The changes were approved during an extraordinary general meeting held yesterday.
"The amendments, key among them the restructuring of the board of directors, were proposed to safeguard the interests of minority shareholders, in line with good corporate governance practices and the government's transformative growth agenda," said Kenya Power.
"The amendments will provide a mechanism for appointing directors to fairly reflect the company's shareholding structure. Currently, the government holds 50.09 per cent of the company's shares. In line with the approved amendments, the government, which is the majority shareholder, will appoint five directors while the remaining shareholders will elect four directors."
This will mean that during the firm's AGM set for December, minority shareholders will vote for their preferred board directors as opposed to the current scenario where all the directors need to have government backing during elections.
In addition to the State's 50.09 shareholding, the remaining half is owned by more than 31,700 shareholders, including individuals and institutions, according to Kenya Power's annual report for the year to June 2022.
"Beginning this year at our AGM, we will see the shareholders electing, independent of the government vote, four new directors or four continuing directors, as they decide, to serve on the board," said Kenya Power Chairperson Joy Brenda Masinde, adding that the government will not participate in the voting of the directors representing the minority shareholders.
That way, she said, "the directors elected will be the direct nominees of shareholders."
The restructuring of the power utility is part of the reforms approved by the Cabinet in May this year that are expected to set the firm on a firm growth path.
Other than the government easing control through the inclusion of minority shareholders in the company's board, the restructuring is also set to see the firm transfer its high voltage transmission lines worth an estimated Sh20 billion to the Kenya Electricity Transmission Company (Ketraco).
As part of the reforms, Kenya Power, together with Ketraco, is expected to reduce electricity system losses to 14 per cent from 22.4 per cent.
Proceeds from the sale of assets to Ketraco will be used to settle some of Kenya Power's debts that have been on-lent by the government.
The restructure will also see Kenya Power freed up from undertaking development initiatives such as rural electrification, which will now solely be undertaken by the Rural Electrification and Renewable Energy Corporation (Rerec).
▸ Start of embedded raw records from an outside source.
//! Plumsg - Byte-Exact Codec untuk Berkas Pesan PLU
//!
//! Codec biner dua arah untuk berkas pesan (.msg) timbangan retail CAS:
//! - Chunk 412 byte: ID 4 byte little-endian + 8 baris teks 50 byte,
//!   masing-masing ditutup satu byte separator NUL
//! - Windows-1252: satu byte per karakter; decode tidak pernah gagal,
//!   encode gagal eksplisit untuk karakter di luar code page
//! - Round-trip byte-exact: encode(decode(buffer)) == buffer
//!
//! Lapisan presentasi (spreadsheet, menu interaktif, dialog berkas) berada
//! di luar crate ini; antarmukanya cukup `Vec<Record>` dua arah plus
//! [`codec::BatchReport`] untuk diagnosa.

pub mod codec;
pub mod storage;

pub use codec::{decode, encode, BatchReport, Decoder, EncodeError, Encoder, Record};
//! Plumsg Dump - Decode Berkas Pesan ke Tabel Teks
//!
//! Membaca berkas .msg, mencetak setiap record (ID, M1..M8) plus tiga view
//! gabungan, lalu memeriksa apakah ID naik ketat. Kalau belum terurut dan
//! `--sorted-out` diberikan, salinan tersortir ditulis sebagai berkas .msg
//! baru.
//!
//! Mode `--tsv` mencetak tabel tab-separated berkolom ID, M1..M8 saja —
//! format yang sama dengan input plumsg_pack, sel apa adanya tanpa escaping.
//!
//! Usage:
//!   cargo run --release --bin plumsg_dump -- <file.msg> [OPTIONS]

use anyhow::{bail, Context, Result};

use plumsg::codec::{is_sorted_by_id, Record};
use plumsg::storage::{read_records, write_records};

/// Konfigurasi dump
struct DumpConfig {
    path: String,
    tsv: bool,
    sorted_out: Option<String>,
}

fn parse_args() -> Result<DumpConfig> {
    let args: Vec<String> = std::env::args().collect();
    let mut path = None;
    let mut tsv = false;
    let mut sorted_out = None;

    let mut i = 1;
    while i < args.len() {
        match args[i].as_str() {
            "--tsv" | "-t" => {
                tsv = true;
            }
            "--sorted-out" | "-s" => {
                if i + 1 < args.len() {
                    sorted_out = Some(args[i + 1].clone());
                    i += 1;
                }
            }
            "--help" | "-h" => {
                println!("Plumsg Dump - PLU Message File to Text Table\n");
                println!("Usage: plumsg_dump <file.msg> [OPTIONS]\n");
                println!("Options:");
                println!("  -t, --tsv                Tab-separated output (ID, M1..M8)");
                println!("  -s, --sorted-out <PATH>  Write id-sorted copy when input is unsorted");
                println!("  -h, --help               Show this help");
                std::process::exit(0);
            }
            arg if !arg.starts_with('-') && path.is_none() => {
                path = Some(arg.to_string());
            }
            _ => {}
        }
        i += 1;
    }

    match path {
        Some(path) => Ok(DumpConfig { path, tsv, sorted_out }),
        None => bail!("missing input file, see --help"),
    }
}

fn print_table(records: &[Record]) {
    for record in records {
        println!("Message {}:", record.id);
        for (index, line) in record.lines.iter().enumerate() {
            println!("  M{}: {:?}", index + 1, line);
        }
        println!("  Merged:               {:?}", record.merged());
        println!("  Merged with Spaces:   {:?}", record.merged_with_spaces());
        println!("  Merged with Newlines: {:?}", record.merged_with_newlines());
        println!();
    }
}

fn print_tsv(records: &[Record]) {
    println!("ID\tM1\tM2\tM3\tM4\tM5\tM6\tM7\tM8");
    for record in records {
        print!("{}", record.id);
        for line in &record.lines {
            print!("\t{}", line);
        }
        println!();
    }
}

fn main() -> Result<()> {
    let config = parse_args()?;

    let records = read_records(&config.path)
        .with_context(|| format!("failed to read {}", config.path))?;

    if config.tsv {
        print_tsv(&records);
    } else {
        print_table(&records);
        println!("📊 {} records decoded from {}", records.len(), config.path);
    }

    if is_sorted_by_id(&records) {
        if !config.tsv {
            println!("✅ Ids already strictly increasing");
        }
    } else if let Some(out) = &config.sorted_out {
        let mut sorted = records.clone();
        sorted.sort_by_key(|record| record.id);
        let report = write_records(out, &sorted)
            .with_context(|| format!("failed to write {}", out))?;
        println!("✅ Sorted copy written to {} ({} records)", out, report.accepted);
        if !report.rejected.is_empty() {
            println!("⚠️  {} duplicate ids dropped in sorted copy: {:?}",
                report.rejected.len(), report.rejected);
        }
        if !report.clamped.is_empty() {
            println!("⚠️  {} out-of-range ids clamped in sorted copy",
                report.clamped.len());
        }
    } else if !config.tsv {
        println!("⚠️  Ids are not strictly increasing (use --sorted-out for a sorted copy)");
    }

    Ok(())
}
Where Rerec will engage Kenya Power, it will be under a commercial arrangement.
"The changes are aligned to the government's commitment to transform Kenya Power into a commercially viable entity, by delinking development initiatives, to allow the company to operate on commercial principles," said the firm.
In approving Kenya Power's restructuring back in May, the Cabinet also noted that the government would also pay the electricity distributor money owed by Rerec, which amounted to Sh19.4 billion for the work that Kenya Power did on behalf of the corporation.
Kenya Power posted a Sh3.19 billion net loss for the year to June 2023, which was on account of currency fluctuations.
This is compared to a net profit of Sh3.2 billion it reported in the financial year ending June 2022 and Sh1.49 billion in the year ending June 2021.